Dataset content Block Start

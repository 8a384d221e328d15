use std::collections::VecDeque;
use std::io;
use std::sync::Arc;
use std::thread::{self, JoinHandle};
use std::time::Duration;

use tokio::sync::mpsc::{self, error::TryRecvError, Sender, UnboundedReceiver};
use tokio::task::JoinHandle as TaskHandle;
use tracing::{debug, error, info, warn};

use courier_core::{
    AbandonPolicy, Channel, CourierError, CourierResult, DeliveryOutcome, DispatcherConfig,
    DrawSource, FleetConfig, Package, PickupBox, PipelineMetrics, PopError, PushError,
    RandomDraws, ShutdownListener,
};

use crate::car::{DeliveryCar, InFlightLedger, SharedBoxReceiver};
use crate::delivery::DeliveryOdds;

/// 为每辆车创建随机数来源
pub type DrawFactory = Arc<dyn Fn(usize) -> Box<dyn DrawSource> + Send + Sync>;

/// 调度器连接的跨线程队列
#[derive(Clone)]
pub struct DispatcherQueues {
    pub boxes: Arc<dyn Channel<PickupBox>>,
    pub packages: Arc<dyn Channel<Package>>,
    pub successful: Arc<dyn Channel<Package>>,
    pub failed: Arc<dyn Channel<Package>>,
}

/// 调度器退出时的统计
#[derive(Debug, Clone, Default, PartialEq, Eq)]
pub struct DispatchReport {
    pub boxes_dispatched: u64,
    pub outcomes_routed: u64,
    /// 关闭时放回包裹队列的包裹数
    pub requeued_on_shutdown: u64,
    pub abandoned: u64,
    pub panicked_cars: usize,
}

/// 车队调度器
///
/// 把箱子队列里的箱子交给车队，再把车队的投递结果分发到成功队列、
/// 失败队列和包裹队列。调度器和车队运行在同一个单线程运行时上。
pub struct CarDispatcher {
    queues: DispatcherQueues,
    fleet: FleetConfig,
    odds: DeliveryOdds,
    poll_interval: Duration,
    poll_timeout: Duration,
    abandon_policy: AbandonPolicy,
    metrics: Arc<PipelineMetrics>,
    draws: DrawFactory,
}

struct Fleet {
    cars: Vec<(usize, TaskHandle<()>, InFlightLedger)>,
    box_tx: Sender<PickupBox>,
    box_rx: SharedBoxReceiver,
    results: UnboundedReceiver<DeliveryOutcome>,
}

#[derive(Debug, Clone, Copy, PartialEq, Eq)]
enum Sink {
    Successful,
    Failed,
    Packages,
}

impl Sink {
    const ALL: [Sink; 3] = [Sink::Successful, Sink::Failed, Sink::Packages];
}

/// 暂时推不进下游队列的包裹，按目标队列分别保持先后顺序
#[derive(Debug, Default)]
struct Backlog {
    successful: VecDeque<Package>,
    failed: VecDeque<Package>,
    packages: VecDeque<Package>,
}

impl Backlog {
    fn lane(&mut self, sink: Sink) -> &mut VecDeque<Package> {
        match sink {
            Sink::Successful => &mut self.successful,
            Sink::Failed => &mut self.failed,
            Sink::Packages => &mut self.packages,
        }
    }

    fn len(&self) -> usize {
        self.successful.len() + self.failed.len() + self.packages.len()
    }

    fn is_empty(&self) -> bool {
        self.len() == 0
    }
}

impl CarDispatcher {
    pub fn new(
        queues: DispatcherQueues,
        fleet: &FleetConfig,
        config: &DispatcherConfig,
        poll_timeout: Duration,
        metrics: Arc<PipelineMetrics>,
    ) -> Self {
        let seed = fleet.seed;
        let draws: DrawFactory = Arc::new(move |id: usize| -> Box<dyn DrawSource> {
            match seed {
                Some(seed) => Box::new(RandomDraws::seeded(seed.wrapping_add(id as u64))),
                None => Box::new(RandomDraws::from_entropy()),
            }
        });

        Self {
            queues,
            fleet: fleet.clone(),
            odds: DeliveryOdds::from_config(fleet),
            poll_interval: config.poll_interval(),
            poll_timeout,
            abandon_policy: config.abandon_policy,
            metrics,
            draws,
        }
    }

    /// 替换车辆的随机数来源
    pub fn with_draws(mut self, draws: DrawFactory) -> Self {
        self.draws = draws;
        self
    }

    /// 在独立线程上创建单线程运行时并运行调度循环
    pub fn spawn(
        self,
        shutdown: ShutdownListener,
    ) -> io::Result<JoinHandle<CourierResult<DispatchReport>>> {
        thread::Builder::new()
            .name("car-dispatcher".to_string())
            .spawn(move || self.run(shutdown))
    }

    pub fn run(self, shutdown: ShutdownListener) -> CourierResult<DispatchReport> {
        let runtime = tokio::runtime::Builder::new_current_thread()
            .enable_time()
            .build()
            .map_err(|e| CourierError::Runtime(format!("创建调度器运行时失败: {e}")))?;

        runtime.block_on(self.run_until_shutdown(shutdown))
    }

    /// 调度循环，必须运行在单线程运行时上
    pub async fn run_until_shutdown(
        self,
        shutdown: ShutdownListener,
    ) -> CourierResult<DispatchReport> {
        let mut report = DispatchReport::default();
        let mut fleet = self.launch_fleet();
        let mut pending: Option<PickupBox> = None;
        let mut backlog = Backlog::default();

        info!(
            "调度器启动: {} 辆车, 车队队列容量 {}",
            fleet.cars.len(),
            self.fleet.internal_queue_capacity
        );

        while !shutdown.is_shutdown() {
            self.retry_backlog(&mut backlog);

            if pending.is_none() {
                pending = match self.queues.boxes.try_pop() {
                    Ok(pickup_box) => Some(pickup_box),
                    Err(PopError::Empty) => None,
                    Err(PopError::Closed) => {
                        warn!("箱子队列已关闭, 调度器停止接收箱子");
                        break;
                    }
                };
            }

            if let Some(pickup_box) = pending.take() {
                match tokio::time::timeout(self.poll_timeout, fleet.box_tx.reserve()).await {
                    Ok(Ok(permit)) => {
                        permit.send(pickup_box);
                        report.boxes_dispatched += 1;
                    }
                    Ok(Err(_)) | Err(_) => {
                        debug!("车队队列已满, 箱子留待下一轮");
                        pending = Some(pickup_box);
                    }
                }
            }

            match fleet.results.try_recv() {
                Ok(outcome) => {
                    self.route(outcome, &mut backlog).await;
                    report.outcomes_routed += 1;
                }
                Err(TryRecvError::Empty) | Err(TryRecvError::Disconnected) => {}
            }

            tokio::select! {
                _ = tokio::time::sleep(self.poll_interval) => {}
                _ = shutdown.notified() => {}
            }
        }

        self.shutdown_fleet(fleet, pending, backlog, &mut report).await;

        info!(
            "调度器已停止: 派出 {} 箱, 处理结果 {} 份, 关闭时归还 {} 个包裹, 丢弃 {} 个",
            report.boxes_dispatched,
            report.outcomes_routed,
            report.requeued_on_shutdown,
            report.abandoned
        );
        Ok(report)
    }

    fn launch_fleet(&self) -> Fleet {
        let (box_tx, box_rx) = mpsc::channel(self.fleet.internal_queue_capacity.max(1));
        let box_rx: SharedBoxReceiver = Arc::new(tokio::sync::Mutex::new(box_rx));
        let (result_tx, results) = mpsc::unbounded_channel();

        let workers = self.fleet.workers.max(0) as usize;
        let cars = (0..workers)
            .map(|id| {
                let car = DeliveryCar::new(
                    id,
                    self.odds,
                    self.fleet.transit_delay(),
                    (self.draws)(id),
                );
                let ledger = car.ledger();
                let handle = tokio::spawn(car.run(Arc::clone(&box_rx), result_tx.clone()));
                (id, handle, ledger)
            })
            .collect();

        Fleet {
            cars,
            box_tx,
            box_rx,
            results,
        }
    }

    fn queue(&self, sink: Sink) -> &Arc<dyn Channel<Package>> {
        match sink {
            Sink::Successful => &self.queues.successful,
            Sink::Failed => &self.queues.failed,
            Sink::Packages => &self.queues.packages,
        }
    }

    /// 分发一份投递结果，不检查包裹内容
    ///
    /// 下游队列已满时包裹进入积压，由后续轮次重试，调度循环不会在这里等待。
    async fn route(&self, outcome: DeliveryOutcome, backlog: &mut Backlog) {
        self.metrics.record_outcome(
            outcome.delivered.len(),
            outcome.incorrect.len(),
            outcome.redelivery.len(),
        );

        for package in outcome.delivered {
            self.offer(Sink::Successful, package, backlog);
        }
        tokio::task::yield_now().await;

        for package in outcome.incorrect {
            self.offer(Sink::Failed, package, backlog);
        }
        tokio::task::yield_now().await;

        for package in outcome.redelivery {
            self.offer(Sink::Packages, package, backlog);
        }
    }

    /// 非阻塞推送，同一队列已有积压时直接排在积压后面
    fn offer(&self, sink: Sink, package: Package, backlog: &mut Backlog) {
        let lane = backlog.lane(sink);
        if !lane.is_empty() {
            lane.push_back(package);
            return;
        }

        match self.queue(sink).try_push(package) {
            Ok(()) => {}
            Err(PushError::Full(package)) => {
                debug!("{:?} 队列已满, 包裹 {} 进入积压", sink, package.id);
                lane.push_back(package);
            }
            Err(PushError::Closed(package)) => {
                warn!("队列已关闭, 丢弃包裹 {}", package.id);
                self.metrics.record_abandoned(1);
            }
        }
    }

    /// 按先后顺序重试积压的包裹，遇到已满的队列就停在那里
    fn retry_backlog(&self, backlog: &mut Backlog) {
        for sink in Sink::ALL {
            let queue = self.queue(sink);
            let lane = backlog.lane(sink);

            while let Some(package) = lane.pop_front() {
                match queue.try_push(package) {
                    Ok(()) => {}
                    Err(PushError::Full(package)) => {
                        lane.push_front(package);
                        break;
                    }
                    Err(PushError::Closed(package)) => {
                        warn!("队列已关闭, 丢弃包裹 {}", package.id);
                        self.metrics.record_abandoned(1);
                    }
                }
            }
        }
    }

    /// 关闭流程中的推送：队列满时最多等待一次，之后对该队列只做非阻塞尝试
    fn settle(&self, sink: Sink, package: Package, saturated: &mut [bool; 3]) -> bool {
        let queue = self.queue(sink);
        let slot = &mut saturated[sink as usize];

        let result = match queue.try_push(package) {
            Err(PushError::Full(package)) if !*slot => queue.push(package, self.poll_timeout),
            other => other,
        };

        match result {
            Ok(()) => true,
            Err(PushError::Full(package)) => {
                *slot = true;
                warn!("关闭时队列已满, 丢弃包裹 {}", package.id);
                self.metrics.record_abandoned(1);
                false
            }
            Err(PushError::Closed(package)) => {
                warn!("队列已关闭, 丢弃包裹 {}", package.id);
                self.metrics.record_abandoned(1);
                false
            }
        }
    }

    async fn shutdown_fleet(
        &self,
        fleet: Fleet,
        pending: Option<PickupBox>,
        mut backlog: Backlog,
        report: &mut DispatchReport,
    ) {
        let Fleet {
            cars,
            box_tx,
            box_rx,
            mut results,
        } = fleet;

        info!("调度器收到关闭信号, 中止 {} 辆投递车", cars.len());
        drop(box_tx);
        for (_, handle, _) in &cars {
            handle.abort();
        }

        let mut ledgers = Vec::with_capacity(cars.len());
        for (id, handle, ledger) in cars {
            match handle.await {
                Ok(()) => {}
                Err(e) if e.is_cancelled() => debug!("投递车 {} 已取消", id),
                Err(e) => {
                    error!("投递车 {} 异常退出: {}", id, e);
                    report.panicked_cars += 1;
                }
            }
            ledgers.push(ledger);
        }

        let mut saturated = [false; 3];

        // 积压和已完成的结果都是正常投递结果，重新投递部分不受放弃策略影响
        if !backlog.is_empty() {
            debug!("关闭时清理 {} 个积压包裹", backlog.len());
        }
        for sink in Sink::ALL {
            for package in std::mem::take(backlog.lane(sink)) {
                self.settle_counted(sink, package, &mut saturated, report);
            }
        }

        while let Ok(outcome) = results.try_recv() {
            self.metrics.record_outcome(
                outcome.delivered.len(),
                outcome.incorrect.len(),
                outcome.redelivery.len(),
            );
            let routes = [
                (Sink::Successful, outcome.delivered),
                (Sink::Failed, outcome.incorrect),
                (Sink::Packages, outcome.redelivery),
            ];
            for (sink, packages) in routes {
                for package in packages {
                    self.settle_counted(sink, package, &mut saturated, report);
                }
            }
            report.outcomes_routed += 1;
        }

        for ledger in ledgers {
            if let Some(in_flight) = ledger.take() {
                debug!(
                    "回收在途箱子: 已投递 {}, 未投递 {}",
                    in_flight.outcome.total(),
                    in_flight.remaining.len()
                );
                let outcome = in_flight.into_outcome();
                self.metrics
                    .record_partial_outcome(outcome.delivered.len(), outcome.incorrect.len());
                self.abandon(outcome, &mut saturated, report);
            }
        }

        let mut unclaimed = Vec::new();
        {
            let mut receiver = box_rx.lock().await;
            while let Ok(pickup_box) = receiver.try_recv() {
                unclaimed.push(pickup_box);
            }
        }
        unclaimed.extend(pending);

        for pickup_box in unclaimed {
            let outcome = DeliveryOutcome {
                redelivery: pickup_box.into_packages(),
                ..DeliveryOutcome::default()
            };
            self.abandon(outcome, &mut saturated, report);
        }
    }

    fn settle_counted(
        &self,
        sink: Sink,
        package: Package,
        saturated: &mut [bool; 3],
        report: &mut DispatchReport,
    ) {
        let settled = self.settle(sink, package, saturated);
        match (settled, sink) {
            (true, Sink::Packages) => report.requeued_on_shutdown += 1,
            (true, _) => {}
            (false, _) => report.abandoned += 1,
        }
    }

    /// 按放弃策略处理未完成的包裹
    ///
    /// 已经投递和地址错误的包裹总是进入对应队列，只有重新投递部分受策略影响。
    fn abandon(
        &self,
        outcome: DeliveryOutcome,
        saturated: &mut [bool; 3],
        report: &mut DispatchReport,
    ) {
        for package in outcome.delivered {
            self.settle_counted(Sink::Successful, package, saturated, report);
        }
        for package in outcome.incorrect {
            self.settle_counted(Sink::Failed, package, saturated, report);
        }

        match self.abandon_policy {
            AbandonPolicy::Requeue => {
                for package in outcome.redelivery {
                    self.settle_counted(Sink::Packages, package, saturated, report);
                }
            }
            AbandonPolicy::Drop => {
                let count = outcome.redelivery.len();
                if count > 0 {
                    warn!("按放弃策略丢弃 {} 个未投递包裹", count);
                    self.metrics.record_abandoned(count);
                    report.abandoned += count as u64;
                }
            }
        }
    }
}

Dataset content Block End

◆ Your goal: Find each line in the records holding the string "Duration" and show it.

◆ Your solution:
use std::time::Duration;
    poll_interval: Duration,
    poll_timeout: Duration,
        poll_timeout: Duration,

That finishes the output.